__What needs to be done__: Copy out each line below containing "FallingBlockGame".
=== Begin Enclosure ===
//! Falling-block binding
//!
//! Owns the drop interval. Pausing cancels it, resuming and speed-ups re-create it at
//! the current interval.

use super::Game;
use crate::consts::{TOAST_LONG_MS, TOAST_MS};
use crate::platform::{Host, HostEvent, InputEvent, Layout, ListenerKind, ListenerSet, TimerSlot};
use crate::renderer::paint_board;
use crate::settings::FallingBlockTuning;
use crate::sim::{FallingBlocks, FallingEvent, FallingPhase};

pub const ID: &str = "tetris";

const START: &str = "tetris-start";
const PAUSE: &str = "tetris-pause";
const SCORE: &str = "tetris-score";

pub struct FallingBlockGame {
    sim: FallingBlocks,
    drop: TimerSlot,
    listeners: ListenerSet,
}

impl FallingBlockGame {
    pub fn new(tuning: FallingBlockTuning, seed: u64) -> Self {
        Self {
            sim: FallingBlocks::new(tuning, seed),
            drop: TimerSlot::default(),
            listeners: ListenerSet::default(),
        }
    }

    pub fn sim(&self) -> &FallingBlocks {
        &self.sim
    }

    #[cfg(test)]
    pub(crate) fn sim_mut(&mut self) -> &mut FallingBlocks {
        &mut self.sim
    }

    fn layout() -> Layout {
        Layout::new("Tetris")
            .label(SCORE, "Score: 0")
            .button(START, "Start")
            .button(PAUSE, "Pause")
            .hint("Use Arrow Keys to move and rotate.")
    }

    fn paint(&self, host: &mut Host<'_>) {
        paint_board(host.draw, &self.sim);
    }

    fn show_score(&self, host: &mut Host<'_>) {
        host.ui.set_label(SCORE, &format!("Score: {}", self.sim.score()));
    }

    fn apply(&mut self, events: Vec<FallingEvent>, host: &mut Host<'_>) {
        for event in events {
            match event {
                FallingEvent::Fell => {}
                FallingEvent::Locked { points, .. } => {
                    if points > 0 {
                        self.show_score(host);
                    }
                }
                FallingEvent::SpeedUp { interval_ms } => {
                    if self.sim.phase() == FallingPhase::Running {
                        self.drop.start_interval(host.scheduler, interval_ms);
                        host.ui.toast(
                            &format!("Speed Increased! Interval: {}ms", interval_ms),
                            TOAST_MS,
                        );
                    }
                }
                FallingEvent::GameOver => {
                    self.drop.cancel(host.scheduler);
                    host.ui.toast("Game Over!", TOAST_LONG_MS);
                }
            }
        }
    }

    fn on_key(&mut self, key: &str, host: &mut Host<'_>) {
        if self.sim.phase() != FallingPhase::Running {
            return;
        }
        match key {
            "ArrowLeft" => {
                self.sim.shift(-1);
            }
            "ArrowRight" => {
                self.sim.shift(1);
            }
            "ArrowDown" => {
                let events = self.sim.soft_drop();
                self.apply(events, host);
            }
            "ArrowUp" => {
                self.sim.rotate();
            }
            _ => return,
        }
        self.paint(host);
    }

    fn on_start(&mut self, host: &mut Host<'_>) {
        if let Err(refusal) = self.sim.start() {
            host.ui.toast(refusal.message(), TOAST_MS);
            return;
        }
        self.drop.start_interval(host.scheduler, self.sim.drop_interval_ms());
        host.ui.set_button_text(PAUSE, "Pause");
        self.show_score(host);
        host.ui.toast("Tetris game started!", TOAST_MS);
        self.paint(host);
        log::info!("Tetris started");
    }

    fn on_pause(&mut self, host: &mut Host<'_>) {
        match self.sim.toggle_pause() {
            Err(refusal) => host.ui.toast(refusal.message(), TOAST_MS),
            Ok(FallingPhase::Paused) => {
                self.drop.cancel(host.scheduler);
                host.ui.set_button_text(PAUSE, "Resume");
                host.ui.toast("Tetris game paused.", TOAST_MS);
            }
            Ok(_) => {
                self.drop.start_interval(host.scheduler, self.sim.drop_interval_ms());
                host.ui.set_button_text(PAUSE, "Pause");
                host.ui.toast("Tetris game resumed.", TOAST_MS);
            }
        }
    }
}

impl Game for FallingBlockGame {
    fn name(&self) -> &'static str {
        ID
    }

    fn mount(&mut self, host: &mut Host<'_>) {
        let t = self.sim.tuning();
        host.ui.mount(&Self::layout());
        host.draw
            .configure(t.width as f32, t.height as f32, t.block_size);

        self.listeners.install(host.input, ListenerKind::KeyDown);
        self.listeners.install(host.input, ListenerKind::Click(START));
        self.listeners.install(host.input, ListenerKind::Click(PAUSE));
        self.paint(host);
    }

    fn handle(&mut self, event: &HostEvent, host: &mut Host<'_>) {
        match event {
            HostEvent::Timer(id) if self.drop.owns(*id) => {
                let events = self.sim.step();
                self.apply(events, host);
                self.paint(host);
            }
            HostEvent::Input(id, input) if self.listeners.owns(*id) => match input {
                InputEvent::KeyDown { key } => self.on_key(key, host),
                InputEvent::Click { element: START } => self.on_start(host),
                InputEvent::Click { element: PAUSE } => self.on_pause(host),
                _ => {}
            },
            _ => log::debug!("tetris: ignoring stale {:?}", event),
        }
    }

    fn teardown(&mut self, host: &mut Host<'_>) {
        self.drop.cancel(host.scheduler);
        self.listeners.release_all(host.input);
    }
}
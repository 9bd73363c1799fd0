//! Mini Arcade - a browser arcade of small canvas games
//!
//! Core modules:
//! - `sim`: Pure simulations (falling blocks, paddle ball, projectile golf) and collisions
//! - `platform`: Scheduler, input, drawing and presentation capabilities (headless + browser)
//! - `renderer`: Scene painting through the draw-primitives surface
//! - `games`: Engine bindings that own timers and listeners for one running simulation
//! - `session`: Lifecycle manager that keeps at most one game active
//! - `settings`: Data-driven game tuning

pub mod games;
pub mod platform;
pub mod renderer;
pub mod session;
pub mod settings;
pub mod sim;

pub use session::Arcade;
pub use settings::Settings;

/// Game configuration constants
pub mod consts {
    // === Falling blocks ===
    /// Board dimensions in cells
    pub const BOARD_WIDTH: usize = 10;
    pub const BOARD_HEIGHT: usize = 20;
    /// Pixel size of one cell (uniform scale of the logical board)
    pub const BLOCK_SIZE: f32 = 30.0;
    /// Drop timer interval at the start of a game
    pub const INITIAL_DROP_INTERVAL_MS: u32 = 1000;
    /// Fastest the drop timer may become
    pub const MIN_DROP_INTERVAL_MS: u32 = 100;
    /// Interval reduction per speed-up
    pub const DROP_INTERVAL_STEP_MS: u32 = 50;
    /// Score boundary that triggers a speed-up
    pub const SPEED_UP_EVERY_POINTS: u32 = 500;
    /// Points per number of lines cleared in one pass (index = lines)
    pub const LINE_CLEAR_POINTS: [u32; 5] = [0, 100, 300, 500, 800];

    // === Paddle ball ===
    pub const COURT_WIDTH: f32 = 600.0;
    pub const COURT_HEIGHT: f32 = 400.0;
    pub const PADDLE_WIDTH: f32 = 10.0;
    pub const PADDLE_HEIGHT: f32 = 80.0;
    /// Player paddle travel per tick while a direction key is held
    pub const PADDLE_STEP: f32 = 7.0;
    /// Opponent paddle travel per tick
    pub const OPPONENT_SPEED: f32 = 4.0;
    /// Opponent ignores the ball while its center is this close (prevents jitter)
    pub const OPPONENT_DEAD_ZONE: f32 = 10.0;
    pub const BALL_RADIUS: f32 = 5.0;
    /// Serve speed on both axes at match start
    pub const SERVE_SPEED: f32 = 5.0;
    /// Vertical serve speed after a point is drawn from [-SPREAD, SPREAD)
    pub const SERVE_SPREAD: f32 = 3.0;
    /// Vertical speed per pixel of offset from the paddle center on a return
    pub const DEFLECTION_FACTOR: f32 = 0.25;
    /// First to this score wins
    pub const WINNING_SCORE: u32 = 5;
    /// ~60 Hz tick
    pub const PADDLE_TICK_MS: u32 = 16;

    // === Projectile golf ===
    pub const COURSE_WIDTH: f32 = 800.0;
    pub const COURSE_HEIGHT: f32 = 400.0;
    /// Height of the grass strip; the rolling surface is COURSE_HEIGHT - GROUND_THICKNESS
    pub const GROUND_THICKNESS: f32 = 10.0;
    /// Downward acceleration per frame
    pub const GRAVITY: f32 = 0.5;
    pub const BOUNCE_DAMPENING: f32 = 0.65;
    /// Both velocity components below this after a bounce means the shot is at rest
    pub const REST_SPEED: f32 = 0.5;
    pub const PROJECTILE_RADIUS: f32 = 10.0;
    /// Slider power to pixels-per-frame
    pub const LAUNCH_MULTIPLIER: f32 = 0.2;
    pub const LAUNCHER_X: f32 = 50.0;
    pub const LAUNCHER_Y: f32 = COURSE_HEIGHT - 20.0;
    pub const ANGLE_RANGE: (i32, i32) = (0, 90);
    pub const ANGLE_DEFAULT: i32 = 45;
    pub const POWER_RANGE: (i32, i32) = (10, 100);
    pub const POWER_DEFAULT: i32 = 50;
    /// Pause on a sunk shot before the next level loads
    pub const LEVEL_ADVANCE_DELAY_MS: u32 = 2000;
    /// A flight longer than this (30 s at 60 fps) is called out of bounds
    pub const MAX_FLIGHT_FRAMES: u32 = 1800;

    // === Presentation ===
    /// Default duration of a transient notice
    pub const TOAST_MS: u32 = 3000;
    pub const TOAST_LONG_MS: u32 = 5000;
    pub const TOAST_SHORT_MS: u32 = 2000;
}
=== End Enclosure ===
__Solution for this task__:
pub struct FallingBlockGame {
impl FallingBlockGame {
impl Game for FallingBlockGame {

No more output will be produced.